1950年に開戦の朝鮮戦争の時に日本に行った話、産業革命がイギリスで起きた話、スコットランドとイングランドの軋轢の話など、瞬く間に時間が過ぎてゆく。奥様の様子も気になるのでお席に失礼、楽しかったとトムさんとハグでお別れした。

一人になると、オーストラリアのグループの方たちが、デザートを一緒にどうですかと誘ってくれた。もちろんオッケーです。自己紹介にマジックを披露して、大いに盛り上がったのはいつものことです。残念ながら、その後のグループの会話には、まるでついていけなかった。

英語のネイティブではない自分には、トムさんとの会話の方であれば、大丈夫なのだ。知識も興味もある分野の話なのだ。オーストラリアのグループの話題は、日常生活やテレビ番組などに関することで、馴染みがない。もう一つ、自分の英語の欠点を再認識させられた。英語の音を、リズムを、そのまま聞き取る事がダメなのだ。

日本語の例を出して説明しよう。もし「アニソン」と言う言葉の意味を知らなかったとしよう。でも、「アニソン」とは聞き取れれば、「アニソン」と言う言葉をそっくりそのまま繰り返し「アニソンって何?」と質問するであろう。英語でこれができないのだ。

大学時代の授業で似た事がしばしばあった。授業での教授の英語は何を話すのか、ある程度の方向性が分かるので大丈夫なのだが、学生が挙手をした後の質問を聞き取る事ができなかった。方向性が分からないので、一瞬「置いていかれる」すると取り返せないのだ。ここを克服するのは、もうしばらくの時間がかかりそうだ。

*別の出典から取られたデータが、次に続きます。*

//! FSM unit tests

use deployctl::deploy::fsm::{DeployEvent, DeployFsm, DeployState, FailureKind};

fn fsm_in(events: &[DeployEvent]) -> DeployFsm {
    let mut fsm = DeployFsm::new();
    for event in events {
        fsm.process(event.clone()).unwrap();
    }
    fsm
}

#[test]
fn test_fsm_initial_state() {
    let fsm = DeployFsm::new();
    assert_eq!(fsm.state(), DeployState::Precheck);
    assert_eq!(fsm.history(), &[DeployState::Precheck]);
    assert!(!fsm.state().is_terminal());
}

#[test]
fn test_fsm_success_flow() {
    let fsm = fsm_in(&[
        DeployEvent::GatePassed,
        DeployEvent::BuilderStarted,
        DeployEvent::BuildSucceeded,
        DeployEvent::VersionAttached,
        DeployEvent::Activated,
    ]);

    assert_eq!(
        fsm.history(),
        &[
            DeployState::Precheck,
            DeployState::Uploading,
            DeployState::Building,
            DeployState::Pushing,
            DeployState::Activating,
            DeployState::Active,
        ]
    );
}

#[test]
fn test_fsm_gate_failure_aborts() {
    let fsm = fsm_in(&[DeployEvent::GateFailed]);
    assert_eq!(fsm.state(), DeployState::Aborted);
    assert!(fsm.state().is_terminal());
}

#[test]
fn test_fsm_archive_failure() {
    let fsm = fsm_in(&[DeployEvent::GatePassed, DeployEvent::ArchiveFailed]);
    assert_eq!(fsm.state(), DeployState::Failed(FailureKind::Archive));
}

#[test]
fn test_fsm_build_failure_before_and_after_builder_start() {
    let fsm = fsm_in(&[DeployEvent::GatePassed, DeployEvent::BuildFailed]);
    assert_eq!(fsm.state(), DeployState::Failed(FailureKind::Build));

    let fsm = fsm_in(&[
        DeployEvent::GatePassed,
        DeployEvent::BuilderStarted,
        DeployEvent::BuildFailed,
    ]);
    assert_eq!(fsm.state(), DeployState::Failed(FailureKind::Build));
}

#[test]
fn test_fsm_missing_version() {
    let mut fsm = fsm_in(&[
        DeployEvent::GatePassed,
        DeployEvent::BuilderStarted,
        DeployEvent::BuildSucceeded,
        DeployEvent::VersionMissing,
    ]);
    assert_eq!(fsm.state(), DeployState::Failed(FailureKind::MissingVersion));
    assert!(fsm.process(DeployEvent::VersionAttached).is_err());
    assert!(!fsm.history().contains(&DeployState::Activating));
}

#[test]
fn test_fsm_interrupt_from_every_active_state() {
    let prefixes: [&[DeployEvent]; 4] = [
        &[DeployEvent::GatePassed],
        &[DeployEvent::GatePassed, DeployEvent::BuilderStarted],
        &[
            DeployEvent::GatePassed,
            DeployEvent::BuilderStarted,
            DeployEvent::BuildSucceeded,
        ],
        &[
            DeployEvent::GatePassed,
            DeployEvent::BuilderStarted,
            DeployEvent::BuildSucceeded,
            DeployEvent::VersionAttached,
        ],
    ];
    for prefix in prefixes {
        let mut fsm = fsm_in(prefix);
        fsm.process(DeployEvent::Interrupted).unwrap();
        assert_eq!(fsm.state(), DeployState::Failed(FailureKind::Cancelled));
    }
}

#[test]
fn test_fsm_interrupt_not_allowed_before_record() {
    let mut fsm = DeployFsm::new();
    assert!(fsm.process(DeployEvent::Interrupted).is_err());
    assert_eq!(fsm.state(), DeployState::Precheck);
}

#[test]
fn test_fsm_stall_only_while_building() {
    let mut fsm = fsm_in(&[DeployEvent::GatePassed]);
    assert!(fsm.process(DeployEvent::Stalled).is_err());

    fsm.process(DeployEvent::BuilderStarted).unwrap();
    fsm.process(DeployEvent::Stalled).unwrap();
    assert_eq!(fsm.state(), DeployState::Failed(FailureKind::Timeout));
}

#[test]
fn test_fsm_invalid_transition_keeps_state() {
    let mut fsm = fsm_in(&[DeployEvent::GatePassed]);
    let result = fsm.process(DeployEvent::Activated);
    assert!(result.is_err());
    assert_eq!(fsm.state(), DeployState::Uploading);
    assert_eq!(fsm.history().len(), 2);
}

#[test]
fn test_fsm_state_serializes_with_reason() {
    let json = serde_json::to_value(DeployState::Failed(FailureKind::Timeout)).unwrap();
    assert_eq!(json["state"], "failed");
    assert_eq!(json["reason"], "timeout");
}
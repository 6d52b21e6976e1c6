//! Storage layout configuration

use std::path::PathBuf;

use crate::errors::CliError;
use crate::filesys::dir::Dir;
use crate::filesys::file::File;

/// Environment variable overriding the base directory
pub const HOME_ENV: &str = "DEPLOYCTL_HOME";

/// Storage layout for the CLI
#[derive(Debug, Clone)]
pub struct StorageLayout {
    /// Base directory for all storage
    pub base_dir: PathBuf,
}

impl StorageLayout {
    /// Create a new storage layout
    pub fn new(base_dir: impl Into<PathBuf>) -> Self {
        Self {
            base_dir: base_dir.into(),
        }
    }

    /// Get the settings file path
    pub fn settings_file(&self) -> File {
        File::new(self.base_dir.join("settings.json"))
    }

    /// Get the logs directory
    pub fn logs_dir(&self) -> Dir {
        Dir::new(self.base_dir.join("logs"))
    }

    /// Setup the storage layout (create directories)
    pub async fn setup(&self) -> Result<(), CliError> {
        self.logs_dir().create().await
    }
}

impl Default for StorageLayout {
    fn default() -> Self {
        if let Some(dir) = std::env::var_os(HOME_ENV).filter(|d| !d.is_empty()) {
            return Self::new(dir);
        }
        let base_dir = std::env::var_os("HOME")
            .or_else(|| std::env::var_os("USERPROFILE"))
            .map(PathBuf::from)
            .unwrap_or_else(|| PathBuf::from("."))
            .join(".deployctl");
        Self::new(base_dir)
    }
}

レンタカーを借りる時に困らない。電話でホテルの予約ができる。レストランで注文もできる。興味のある分野の話はできる。他人であれば、英語でそれだけできれば十分でしょうと言うかもしれない。特に自分に厳しいと言うわけではないが、一段上に行くには、英語の音を聞き取る練習が不可欠だなと考えさせられた「旅」の一部分だった。